**Task statement**
Retype every record that appears below, unchanged.

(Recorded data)
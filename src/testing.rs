//! In-memory backend and recording motion collaborator for unit tests.

use crate::device::backend::{DeviceDescription, DeviceHandle, InputBackend};
use crate::device::error::BackendError;
use crate::device::layout::GAMEPAD_CAPABILITIES;
use crate::device::snapshot::{Capabilities, DeviceKind, Direction, HatState};
use crate::interpreter::intent::{ControlIntent, MotionControl};
use std::cell::RefCell;
use std::rc::Rc;

#[derive(Debug, Clone)]
pub struct ScriptedDevice {
    id: u32,
    pub name: String,
    pub kind: DeviceKind,
    pub axes: Vec<i16>,
    pub buttons: Vec<bool>,
    pub hats: Vec<HatState>,
}

impl ScriptedDevice {
    pub fn joystick(axes: usize, buttons: usize, hats: usize) -> Self {
        Self {
            id: 0,
            name: format!("Stick {}x{}x{}", axes, buttons, hats),
            kind: DeviceKind::Joystick,
            axes: vec![0; axes],
            buttons: vec![false; buttons],
            hats: vec![HatState::Centered; hats],
        }
    }

    pub fn gamepad() -> Self {
        Self {
            id: 0,
            name: "Pad".to_string(),
            kind: DeviceKind::Gamepad,
            axes: vec![0; GAMEPAD_CAPABILITIES.axes],
            buttons: vec![false; GAMEPAD_CAPABILITIES.buttons],
            hats: vec![HatState::Centered; GAMEPAD_CAPABILITIES.hats],
        }
    }

    fn capabilities(&self) -> Capabilities {
        Capabilities {
            axes: self.axes.len(),
            buttons: self.buttons.len(),
            hats: self.hats.len(),
            balls: 0,
        }
    }
}

#[derive(Debug, Default)]
struct Platform {
    devices: Vec<ScriptedDevice>,
    next_id: u32,
    fail_enumeration: bool,
    fail_open: bool,
    open_handles: usize,
    total_opens: usize,
    updates: usize,
}

impl Platform {
    fn device(&self, id: u32) -> Option<&ScriptedDevice> {
        self.devices.iter().find(|d| d.id == id)
    }
}

/// Backend whose devices are edited directly by the test. Clones share state.
#[derive(Debug, Clone, Default)]
pub struct ScriptedBackend {
    platform: Rc<RefCell<Platform>>,
}

impl ScriptedBackend {
    pub fn new() -> Self {
        Self::default()
    }

    pub fn connect(&self, mut device: ScriptedDevice) {
        let mut platform = self.platform.borrow_mut();
        platform.next_id += 1;
        device.id = platform.next_id;
        platform.devices.push(device);
    }

    pub fn disconnect(&self, index: usize) {
        self.platform.borrow_mut().devices.remove(index);
    }

    pub fn set_axes(&self, index: usize, axes: &[i16]) {
        self.platform.borrow_mut().devices[index].axes = axes.to_vec();
    }

    pub fn set_button(&self, index: usize, button: usize, pressed: bool) {
        self.platform.borrow_mut().devices[index].buttons[button] = pressed;
    }

    pub fn set_hat(&self, index: usize, hat: usize, state: HatState) {
        self.platform.borrow_mut().devices[index].hats[hat] = state;
    }

    pub fn fail_enumeration(&self, fail: bool) {
        self.platform.borrow_mut().fail_enumeration = fail;
    }

    pub fn fail_open(&self, fail: bool) {
        self.platform.borrow_mut().fail_open = fail;
    }

    pub fn open_handles(&self) -> usize {
        self.platform.borrow().open_handles
    }

    pub fn total_opens(&self) -> usize {
        self.platform.borrow().total_opens
    }

    pub fn updates(&self) -> usize {
        self.platform.borrow().updates
    }
}

impl InputBackend for ScriptedBackend {
    fn update(&mut self) {
        self.platform.borrow_mut().updates += 1;
    }

    fn device_count(&self) -> Result<usize, BackendError> {
        let platform = self.platform.borrow();
        if platform.fail_enumeration {
            return Err(BackendError::EnumerationError("scripted failure".into()));
        }
        Ok(platform.devices.len())
    }

    fn describe(&self, index: usize) -> Result<DeviceDescription, BackendError> {
        let platform = self.platform.borrow();
        let device = platform
            .devices
            .get(index)
            .ok_or(BackendError::NoSuchDevice(index))?;
        Ok(DeviceDescription {
            index,
            name: device.name.clone(),
            kind: device.kind,
            capabilities: device.capabilities(),
            vendor_id: None,
            product_id: None,
            guid: None,
        })
    }

    fn open(&mut self, index: usize) -> Result<Box<dyn DeviceHandle>, BackendError> {
        let mut platform = self.platform.borrow_mut();
        if platform.fail_open {
            return Err(BackendError::OpenError {
                index,
                reason: "scripted failure".into(),
            });
        }
        let device = platform
            .devices
            .get(index)
            .cloned()
            .ok_or(BackendError::NoSuchDevice(index))?;
        platform.open_handles += 1;
        platform.total_opens += 1;
        Ok(Box::new(ScriptedHandle {
            platform: Rc::clone(&self.platform),
            id: device.id,
            name: device.name.clone(),
            kind: device.kind,
            capabilities: device.capabilities(),
        }))
    }
}

#[derive(Debug)]
struct ScriptedHandle {
    platform: Rc<RefCell<Platform>>,
    id: u32,
    name: String,
    kind: DeviceKind,
    capabilities: Capabilities,
}

impl DeviceHandle for ScriptedHandle {
    fn name(&self) -> &str {
        &self.name
    }

    fn kind(&self) -> DeviceKind {
        self.kind
    }

    fn capabilities(&self) -> Capabilities {
        self.capabilities
    }

    fn is_attached(&self) -> bool {
        self.platform.borrow().device(self.id).is_some()
    }

    fn axis(&self, index: usize) -> i16 {
        let platform = self.platform.borrow();
        platform
            .device(self.id)
            .and_then(|d| d.axes.get(index).copied())
            .unwrap_or(0)
    }

    fn button(&self, index: usize) -> bool {
        let platform = self.platform.borrow();
        platform
            .device(self.id)
            .and_then(|d| d.buttons.get(index).copied())
            .unwrap_or(false)
    }

    fn hat(&self, index: usize) -> HatState {
        let platform = self.platform.borrow();
        platform
            .device(self.id)
            .and_then(|d| d.hats.get(index).copied())
            .unwrap_or_default()
    }
}

impl Drop for ScriptedHandle {
    fn drop(&mut self) {
        self.platform.borrow_mut().open_handles -= 1;
    }
}

/// Records every call in order as the equivalent intent.
#[derive(Debug, Default)]
pub struct RecordingMotion {
    pub calls: Vec<ControlIntent>,
}

impl RecordingMotion {
    pub fn count(&self, intent: ControlIntent) -> usize {
        self.calls.iter().filter(|c| **c == intent).count()
    }
}

impl MotionControl for RecordingMotion {
    fn turn_up(&mut self, active: bool) {
        self.calls.push(ControlIntent::turn(Direction::Up, active));
    }

    fn turn_down(&mut self, active: bool) {
        self.calls.push(ControlIntent::turn(Direction::Down, active));
    }

    fn turn_left(&mut self, active: bool) {
        self.calls.push(ControlIntent::turn(Direction::Left, active));
    }

    fn turn_right(&mut self, active: bool) {
        self.calls.push(ControlIntent::turn(Direction::Right, active));
    }

    fn zoom_in(&mut self, active: bool) {
        self.calls.push(ControlIntent::ZoomIn(active));
    }

    fn zoom_out(&mut self, active: bool) {
        self.calls.push(ControlIntent::ZoomOut(active));
    }

    fn move_slow(&mut self, active: bool) {
        self.calls.push(ControlIntent::MoveSlow(active));
    }

    fn toggle_mount_mode(&mut self) {
        self.calls.push(ControlIntent::ToggleMountMode);
    }

    fn auto_zoom_out(&mut self) {
        self.calls.push(ControlIntent::AutoZoomOut);
    }

    fn set_time_now(&mut self) {
        self.calls.push(ControlIntent::SetTimeNow);
    }

    fn increase_time_speed(&mut self) {
        self.calls.push(ControlIntent::IncreaseTimeSpeed);
    }

    fn decrease_time_speed(&mut self) {
        self.calls.push(ControlIntent::DecreaseTimeSpeed);
    }
}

**Task response**
filename src/testing.rs
//! In-memory backend and recording motion collaborator for unit tests.

use crate::device::backend::{DeviceDescription, DeviceHandle, InputBackend};
use crate::device::error::BackendError;
use crate::device::layout::GAMEPAD_CAPABILITIES;
use crate::device::snapshot::{Capabilities, DeviceKind, Direction, HatState};
use crate::interpreter::intent::{ControlIntent, MotionControl};
use std::cell::RefCell;
use std::rc::Rc;

#[derive(Debug, Clone)]
pub struct ScriptedDevice {
    id: u32,
    pub name: String,
    pub kind: DeviceKind,
    pub axes: Vec<i16>,
    pub buttons: Vec<bool>,
    pub hats: Vec<HatState>,
}

impl ScriptedDevice {
    pub fn joystick(axes: usize, buttons: usize, hats: usize) -> Self {
        Self {
            id: 0,
            name: format!("Stick {}x{}x{}", axes, buttons, hats),
            kind: DeviceKind::Joystick,
            axes: vec![0; axes],
            buttons: vec![false; buttons],
            hats: vec![HatState::Centered; hats],
        }
    }

    pub fn gamepad() -> Self {
        Self {
            id: 0,
            name: "Pad".to_string(),
            kind: DeviceKind::Gamepad,
            axes: vec![0; GAMEPAD_CAPABILITIES.axes],
            buttons: vec![false; GAMEPAD_CAPABILITIES.buttons],
            hats: vec![HatState::Centered; GAMEPAD_CAPABILITIES.hats],
        }
    }

    fn capabilities(&self) -> Capabilities {
        Capabilities {
            axes: self.axes.len(),
            buttons: self.buttons.len(),
            hats: self.hats.len(),
            balls: 0,
        }
    }
}

#[derive(Debug, Default)]
struct Platform {
    devices: Vec<ScriptedDevice>,
    next_id: u32,
    fail_enumeration: bool,
    fail_open: bool,
    open_handles: usize,
    total_opens: usize,
    updates: usize,
}

impl Platform {
    fn device(&self, id: u32) -> Option<&ScriptedDevice> {
        self.devices.iter().find(|d| d.id == id)
    }
}

/// Backend whose devices are edited directly by the test. Clones share state.
#[derive(Debug, Clone, Default)]
pub struct ScriptedBackend {
    platform: Rc<RefCell<Platform>>,
}

impl ScriptedBackend {
    pub fn new() -> Self {
        Self::default()
    }

    pub fn connect(&self, mut device: ScriptedDevice) {
        let mut platform = self.platform.borrow_mut();
        platform.next_id += 1;
        device.id = platform.next_id;
        platform.devices.push(device);
    }

    pub fn disconnect(&self, index: usize) {
        self.platform.borrow_mut().devices.remove(index);
    }

    pub fn set_axes(&self, index: usize, axes: &[i16]) {
        self.platform.borrow_mut().devices[index].axes = axes.to_vec();
    }

    pub fn set_button(&self, index: usize, button: usize, pressed: bool) {
        self.platform.borrow_mut().devices[index].buttons[button] = pressed;
    }

    pub fn set_hat(&self, index: usize, hat: usize, state: HatState) {
        self.platform.borrow_mut().devices[index].hats[hat] = state;
    }

    pub fn fail_enumeration(&self, fail: bool) {
        self.platform.borrow_mut().fail_enumeration = fail;
    }

    pub fn fail_open(&self, fail: bool) {
        self.platform.borrow_mut().fail_open = fail;
    }

    pub fn open_handles(&self) -> usize {
        self.platform.borrow().open_handles
    }

    pub fn total_opens(&self) -> usize {
        self.platform.borrow().total_opens
    }

    pub fn updates(&self) -> usize {
        self.platform.borrow().updates
    }
}

impl InputBackend for ScriptedBackend {
    fn update(&mut self) {
        self.platform.borrow_mut().updates += 1;
    }

    fn device_count(&self) -> Result<usize, BackendError> {
        let platform = self.platform.borrow();
        if platform.fail_enumeration {
            return Err(BackendError::EnumerationError("scripted failure".into()));
        }
        Ok(platform.devices.len())
    }

    fn describe(&self, index: usize) -> Result<DeviceDescription, BackendError> {
        let platform = self.platform.borrow();
        let device = platform
            .devices
            .get(index)
            .ok_or(BackendError::NoSuchDevice(index))?;
        Ok(DeviceDescription {
            index,
            name: device.name.clone(),
            kind: device.kind,
            capabilities: device.capabilities(),
            vendor_id: None,
            product_id: None,
            guid: None,
        })
    }

    fn open(&mut self, index: usize) -> Result<Box<dyn DeviceHandle>, BackendError> {
        let mut platform = self.platform.borrow_mut();
        if platform.fail_open {
            return Err(BackendError::OpenError {
                index,
                reason: "scripted failure".into(),
            });
        }
        let device = platform
            .devices
            .get(index)
            .cloned()
            .ok_or(BackendError::NoSuchDevice(index))?;
        platform.open_handles += 1;
        platform.total_opens += 1;
        Ok(Box::new(ScriptedHandle {
            platform: Rc::clone(&self.platform),
            id: device.id,
            name: device.name.clone(),
            kind: device.kind,
            capabilities: device.capabilities(),
        }))
    }
}

#[derive(Debug)]
struct ScriptedHandle {
    platform: Rc<RefCell<Platform>>,
    id: u32,
    name: String,
    kind: DeviceKind,
    capabilities: Capabilities,
}

impl DeviceHandle for ScriptedHandle {
    fn name(&self) -> &str {
        &self.name
    }

    fn kind(&self) -> DeviceKind {
        self.kind
    }

    fn capabilities(&self) -> Capabilities {
        self.capabilities
    }

    fn is_attached(&self) -> bool {
        self.platform.borrow().device(self.id).is_some()
    }

    fn axis(&self, index: usize) -> i16 {
        let platform = self.platform.borrow();
        platform
            .device(self.id)
            .and_then(|d| d.axes.get(index).copied())
            .unwrap_or(0)
    }

    fn button(&self, index: usize) -> bool {
        let platform = self.platform.borrow();
        platform
            .device(self.id)
            .and_then(|d| d.buttons.get(index).copied())
            .unwrap_or(false)
    }

    fn hat(&self, index: usize) -> HatState {
        let platform = self.platform.borrow();
        platform
            .device(self.id)
            .and_then(|d| d.hats.get(index).copied())
            .unwrap_or_default()
    }
}

impl Drop for ScriptedHandle {
    fn drop(&mut self) {
        self.platform.borrow_mut().open_handles -= 1;
    }
}

/// Records every call in order as the equivalent intent.
#[derive(Debug, Default)]
pub struct RecordingMotion {
    pub calls: Vec<ControlIntent>,
}

impl RecordingMotion {
    pub fn count(&self, intent: ControlIntent) -> usize {
        self.calls.iter().filter(|c| **c == intent).count()
    }
}

impl MotionControl for RecordingMotion {
    fn turn_up(&mut self, active: bool) {
        self.calls.push(ControlIntent::turn(Direction::Up, active));
    }

    fn turn_down(&mut self, active: bool) {
        self.calls.push(ControlIntent::turn(Direction::Down, active));
    }

    fn turn_left(&mut self, active: bool) {
        self.calls.push(ControlIntent::turn(Direction::Left, active));
    }

    fn turn_right(&mut self, active: bool) {
        self.calls.push(ControlIntent::turn(Direction::Right, active));
    }

    fn zoom_in(&mut self, active: bool) {
        self.calls.push(ControlIntent::ZoomIn(active));
    }

    fn zoom_out(&mut self, active: bool) {
        self.calls.push(ControlIntent::ZoomOut(active));
    }

    fn move_slow(&mut self, active: bool) {
        self.calls.push(ControlIntent::MoveSlow(active));
    }

    fn toggle_mount_mode(&mut self) {
        self.calls.push(ControlIntent::ToggleMountMode);
    }

    fn auto_zoom_out(&mut self) {
        self.calls.push(ControlIntent::AutoZoomOut);
    }

    fn set_time_now(&mut self) {
        self.calls.push(ControlIntent::SetTimeNow);
    }

    fn increase_time_speed(&mut self) {
        self.calls.push(ControlIntent::IncreaseTimeSpeed);
    }

    fn decrease_time_speed(&mut self) {
        self.calls.push(ControlIntent::DecreaseTimeSpeed);
    }
}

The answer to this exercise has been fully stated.